“Caws, one of the world authorities on the international avant-garde, both in poetry and in the visual arts, here turns her attention to the life and work of a seemingly very different writer, the great seventeenth-century thinker Blaise Pascal. As she shows brilliantly, Pascal’s Pensées and other writings, which she has in fact been reading and ruminating on all her life, pave the way for the avant-garde of our own century, and they anticipate in uncanny ways Wittgenstein’s similarly informal ways of doing philosophy. It is the quality of Pascal’s writing—his abrupt, abbreviated, aphoristic, gnomic utterance—so mysterious and yet so authoritative—that fascinates Caws, and her book is eloquent testimony to Pascal’s continuing relevance today. We need Pascal—the precise logician as well as the philosopher and religious thinker—more than ever. Mary Ann Caws here gives us another beautiful book.”
— Marjorie Perloff, Stanford University
“Mary Ann Caw’s delightful commentary on the life and influence of Pascal provides a compelling, short account of the brilliant and provocative inventor, mathematician, theologian, and essayist. Caws makes each of the main events of Pascal’s life and work into parables filled with awe for his protean intellect, literary style, and unshakable faith tempered by palpable empathy for his oddness, physical frailty, and piety.”

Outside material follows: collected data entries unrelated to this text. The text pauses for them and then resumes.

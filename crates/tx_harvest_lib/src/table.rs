use crate::err_from;
use crate::error::HarvestError;
use crate::model::TransactionRecord;
use std::fs;
use std::path::Path;

pub const COLUMNS: [&str; 6] = [
    "block_number",
    "block_timestamp",
    "tx_hash",
    "tx_type",
    "sender",
    "calldata_len",
];

/// Harvested rows in emission order. An empty table means nothing was found.
#[derive(Debug, Clone, Default, PartialEq, Eq)]
pub struct TransactionTable {
    rows: Vec<TransactionRecord>,
}

impl TransactionTable {
    pub fn empty() -> Self {
        Self::default()
    }

    pub fn from_rows(rows: Vec<TransactionRecord>) -> Self {
        Self { rows }
    }

    pub fn rows(&self) -> &[TransactionRecord] {
        &self.rows
    }

    pub fn len(&self) -> usize {
        self.rows.len()
    }

    pub fn is_empty(&self) -> bool {
        self.rows.is_empty()
    }

    pub fn into_rows(self) -> Vec<TransactionRecord> {
        self.rows
    }

    pub fn write_csv<W: std::io::Write>(&self, writer: W) -> Result<(), HarvestError> {
        let mut wtr = csv::Writer::from_writer(writer);
        if self.rows.is_empty() {
            wtr.write_record(COLUMNS).map_err(err_from!())?;
        }
        for row in &self.rows {
            wtr.serialize(row).map_err(err_from!())?;
        }
        wtr.flush().map_err(err_from!())?;
        Ok(())
    }

    pub fn save_csv(&self, path: &Path) -> Result<(), HarvestError> {
        if let Some(parent) = path.parent().filter(|p| !p.as_os_str().is_empty()) {
            fs::create_dir_all(parent).map_err(err_from!())?;
        }
        let file = fs::File::create(path).map_err(err_from!())?;
        self.write_csv(file)?;
        log::info!("Saved {} transactions to {}", self.len(), path.display());
        Ok(())
    }
}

— Charles Bernstein, University of Pennsylvania
"A brief and lively essayistic introduction to Pascal’s life and major writings. . . . Caws offers no doubt the best biographically organized introduction that can be read easily in one sitting. . . . Blaise Pascal: Miracles and Reason is a book well worth the attention of anyone coming newly to the work of this multifaceted French author."
— H-France
"Well worth the attention of history of science enthusiasts."